While last time I wrote about clients who become more optimistic as the bull market streak continues, there are also those clients who are notoriously glass-half-empty thinkers. With an eight-year bull market run and a consecutively positive 2017, these are the clients who feel that we’re due for a downturn, and are waiting with bated breath for the proverbial other shoe to drop. What can you do for clients whose strategy is to quit while they’re ahead?
Put Away the Crystal Ball
We say it all the time: Past performance is not indicative of future results. That means that a positive streak is not guaranteed to continue, and having a long positive streak does not indicate that we’re “due” for a downturn. The simple fact is that studying past performance won’t help investors predict what’s next, so they have to stop trying. Tell your clients not to focus on timing the market, but to focus on time in the market. What’s important is not trying to best the market, but rather focusing on the ultimate goal and allowing investments to compound year over year.
Make and Stick to a Plan
According to the concept of loss aversion, people prefer avoiding losses to acquiring gains. The instinct to protect their assets could cloud investors’ judgment and lead them to make anxiety-driven, defensive decisions. A clear, diversified plan is key with these (and all) clients, and it’s up to you to show them how their plan is designed to weather the changing markets, and to explain why moving in and out of the market could be detrimental in the long term.

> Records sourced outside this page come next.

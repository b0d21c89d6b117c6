use serde::{Deserialize, Deserializer};

use crate::error::DashboardError;

// ---------------------------------------------------------------------------
// Column names
// ---------------------------------------------------------------------------

pub const GENRE: &str = "Genre";
pub const YEAR: &str = "Year";
pub const MOVIES_RELEASED: &str = "Movies Released";
pub const INFLATION_ADJUSTED_GROSS: &str = "Inflation-Adjusted Gross";
pub const TOP_MOVIE: &str = "Top Movie";
pub const TOP_MOVIE_GROSS: &str = "Top Movie Gross (That Year)";

/// Columns every input file must carry.
pub const REQUIRED_COLUMNS: [&str; 6] = [
    GENRE,
    YEAR,
    MOVIES_RELEASED,
    INFLATION_ADJUSTED_GROSS,
    TOP_MOVIE,
    TOP_MOVIE_GROSS,
];

/// Check a header list against [`REQUIRED_COLUMNS`], reporting the first gap.
pub fn check_required_columns<S: AsRef<str>>(headers: &[S]) -> Result<(), DashboardError> {
    for required in REQUIRED_COLUMNS {
        if !headers.iter().any(|h| h.as_ref().trim() == required) {
            return Err(DashboardError::MissingColumn {
                column: required.to_string(),
            });
        }
    }
    Ok(())
}

// ---------------------------------------------------------------------------
// GenreRecord – one row of the source table
// ---------------------------------------------------------------------------

/// One (genre, year) row of the statistics table.
#[derive(Debug, Clone, PartialEq, Deserialize)]
pub struct GenreRecord {
    #[serde(rename = "Genre")]
    pub genre: String,
    #[serde(rename = "Year", deserialize_with = "de_count")]
    pub year: i64,
    #[serde(rename = "Movies Released", deserialize_with = "de_count")]
    pub movies_released: i64,
    #[serde(rename = "Inflation-Adjusted Gross", deserialize_with = "de_amount")]
    pub inflation_adjusted_gross: f64,
    #[serde(rename = "Top Movie", default)]
    pub top_movie: String,
    #[serde(
        rename = "Top Movie Gross (That Year)",
        default,
        deserialize_with = "de_opt_amount"
    )]
    pub top_movie_gross: Option<f64>,
}

// ---------------------------------------------------------------------------
// GenreDataset – the complete loaded table
// ---------------------------------------------------------------------------

/// All rows of the input file, in file order.
#[derive(Debug, Clone, Default)]
pub struct GenreDataset {
    pub records: Vec<GenreRecord>,
}

impl GenreDataset {
    pub fn from_records(records: Vec<GenreRecord>) -> Self {
        GenreDataset { records }
    }

    /// Number of rows.
    pub fn len(&self) -> usize {
        self.records.len()
    }

    /// Whether the dataset is empty.
    pub fn is_empty(&self) -> bool {
        self.records.is_empty()
    }
}

// ---------------------------------------------------------------------------
// Numeric cell parsing
// ---------------------------------------------------------------------------

/// A numeric cell as it appears on disk: either a real number or text such
/// as `"$1,234,567"`.
#[derive(Deserialize)]
#[serde(untagged)]
enum RawAmount {
    Number(f64),
    Text(String),
}

/// Parse a currency-formatted number. `None` for an empty cell.
pub fn parse_amount(s: &str) -> Result<Option<f64>, DashboardError> {
    let cleaned: String = s
        .trim()
        .chars()
        .filter(|c| !matches!(c, '$' | ',' | ' '))
        .collect();
    if cleaned.is_empty() {
        return Ok(None);
    }
    cleaned
        .parse::<f64>()
        .map(Some)
        .map_err(|_| DashboardError::InvalidAmount(s.to_string()))
}

fn de_opt_amount<'de, D: Deserializer<'de>>(d: D) -> Result<Option<f64>, D::Error> {
    match Option::<RawAmount>::deserialize(d)? {
        None => Ok(None),
        Some(RawAmount::Number(v)) => Ok(Some(v)),
        Some(RawAmount::Text(s)) => parse_amount(&s).map_err(serde::de::Error::custom),
    }
}

fn de_amount<'de, D: Deserializer<'de>>(d: D) -> Result<f64, D::Error> {
    de_opt_amount(d)?.ok_or_else(|| serde::de::Error::custom("empty numeric value"))
}

fn de_count<'de, D: Deserializer<'de>>(d: D) -> Result<i64, D::Error> {
    let v = de_amount(d)?;
    if v.fract() != 0.0 {
        return Err(serde::de::Error::custom(format!("expected an integer, got {v}")));
    }
    Ok(v as i64)
}

#[cfg(test)]
mod tests {
    use super::*;

    #[test]
    fn parse_amount_strips_currency_formatting() {
        assert_eq!(parse_amount("$1,234,567").unwrap(), Some(1_234_567.0));
        assert_eq!(parse_amount(" 42.5 ").unwrap(), Some(42.5));
        assert_eq!(parse_amount("").unwrap(), None);
        assert!(matches!(
            parse_amount("n/a"),
            Err(DashboardError::InvalidAmount(_))
        ));
    }

    #[test]
    fn missing_required_column_is_reported_by_name() {
        let headers = ["Genre", "Year", "Movies Released", "Top Movie"];
        match check_required_columns(&headers) {
            Err(DashboardError::MissingColumn { column }) => {
                assert_eq!(column, INFLATION_ADJUSTED_GROSS)
            }
            other => panic!("unexpected result: {other:?}"),
        }
        assert!(check_required_columns(&REQUIRED_COLUMNS).is_ok());
    }
}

That said, if both you and your client believe that a given asset class in the portfolio has met and exceeded your investment goals, perhaps both of you would feel better if you reallocated some of that money to a new, potentially exciting opportunity or merely moved it to a more conservative position until that opportunity arises. Sticking to a plan doesn’t mean staying in an allocation without fundamental reasons, but it does mean planning over the long-term to meet investor objectives.
Practice the Art of Patience
Investing is a long-term game, and there will always be ups and downs. It’s not like gambling, so getting out once you’ve done well might not make sense. Continue to remind clients why they invest—it isn’t so that they can make a quick buck today, but rather so that they can build towards a bigger, wider range life goal. Investing takes patience and long-sightedness, so help clients look past the trends to detract them from making any impulsive decisions.
Whether you have overly optimistic or overly pessimistic clients, the same core ideals apply: we can’t predict the economy, a diversified plan is important, and focusing on the long-term goal can help mitigate anxiety.
All investments are subject to risk, including the possible loss of principal. Diversification does not ensure a profit or protect against a loss in a declining market.